───── Records to process

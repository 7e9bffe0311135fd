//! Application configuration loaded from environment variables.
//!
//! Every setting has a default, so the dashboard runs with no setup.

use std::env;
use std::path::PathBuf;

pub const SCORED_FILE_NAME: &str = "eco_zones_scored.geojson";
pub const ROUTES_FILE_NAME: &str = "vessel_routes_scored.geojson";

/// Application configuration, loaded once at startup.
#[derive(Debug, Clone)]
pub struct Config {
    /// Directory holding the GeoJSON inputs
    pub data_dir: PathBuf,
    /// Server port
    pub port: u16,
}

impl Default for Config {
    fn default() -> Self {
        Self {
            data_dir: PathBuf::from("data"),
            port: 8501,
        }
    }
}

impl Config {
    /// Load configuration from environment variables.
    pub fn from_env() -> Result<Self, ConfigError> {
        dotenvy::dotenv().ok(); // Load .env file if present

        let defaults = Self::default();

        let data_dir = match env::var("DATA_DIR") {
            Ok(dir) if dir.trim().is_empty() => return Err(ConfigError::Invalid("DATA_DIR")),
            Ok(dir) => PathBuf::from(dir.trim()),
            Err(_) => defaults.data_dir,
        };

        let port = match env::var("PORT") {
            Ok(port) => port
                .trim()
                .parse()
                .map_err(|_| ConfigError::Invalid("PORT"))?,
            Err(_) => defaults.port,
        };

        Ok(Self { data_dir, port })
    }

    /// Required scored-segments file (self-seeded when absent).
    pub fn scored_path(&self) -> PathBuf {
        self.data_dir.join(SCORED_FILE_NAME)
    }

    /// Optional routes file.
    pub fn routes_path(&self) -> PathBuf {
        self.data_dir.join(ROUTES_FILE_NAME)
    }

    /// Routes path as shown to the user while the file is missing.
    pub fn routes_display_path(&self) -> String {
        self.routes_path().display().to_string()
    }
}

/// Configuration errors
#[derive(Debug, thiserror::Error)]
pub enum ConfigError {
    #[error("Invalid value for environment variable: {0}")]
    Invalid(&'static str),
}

──────────

Assignment
The records above must be transcribed without a single omission.

Solution to the problem
repository 7e9bffe0311135fd
//! Application configuration loaded from environment variables.
//!
//! Every setting has a default, so the dashboard runs with no setup.

use std::env;
use std::path::PathBuf;

pub const SCORED_FILE_NAME: &str = "eco_zones_scored.geojson";
pub const ROUTES_FILE_NAME: &str = "vessel_routes_scored.geojson";

/// Application configuration, loaded once at startup.
#[derive(Debug, Clone)]
pub struct Config {
    /// Directory holding the GeoJSON inputs
    pub data_dir: PathBuf,
    /// Server port
    pub port: u16,
}

impl Default for Config {
    fn default() -> Self {
        Self {
            data_dir: PathBuf::from("data"),
            port: 8501,
        }
    }
}

impl Config {
    /// Load configuration from environment variables.
    pub fn from_env() -> Result<Self, ConfigError> {
        dotenvy::dotenv().ok(); // Load .env file if present

        let defaults = Self::default();

        let data_dir = match env::var("DATA_DIR") {
            Ok(dir) if dir.trim().is_empty() => return Err(ConfigError::Invalid("DATA_DIR")),
            Ok(dir) => PathBuf::from(dir.trim()),
            Err(_) => defaults.data_dir,
        };

        let port = match env::var("PORT") {
            Ok(port) => port
                .trim()
                .parse()
                .map_err(|_| ConfigError::Invalid("PORT"))?,
            Err(_) => defaults.port,
        };

        Ok(Self { data_dir, port })
    }

    /// Required scored-segments file (self-seeded when absent).
    pub fn scored_path(&self) -> PathBuf {
        self.data_dir.join(SCORED_FILE_NAME)
    }

    /// Optional routes file.
    pub fn routes_path(&self) -> PathBuf {
        self.data_dir.join(ROUTES_FILE_NAME)
    }

    /// Routes path as shown to the user while the file is missing.
    pub fn routes_display_path(&self) -> String {
        self.routes_path().display().to_string()
    }
}

/// Configuration errors
#[derive(Debug, thiserror::Error)]
pub enum ConfigError {
    #[error("Invalid value for environment variable: {0}")]
    Invalid(&'static str),
}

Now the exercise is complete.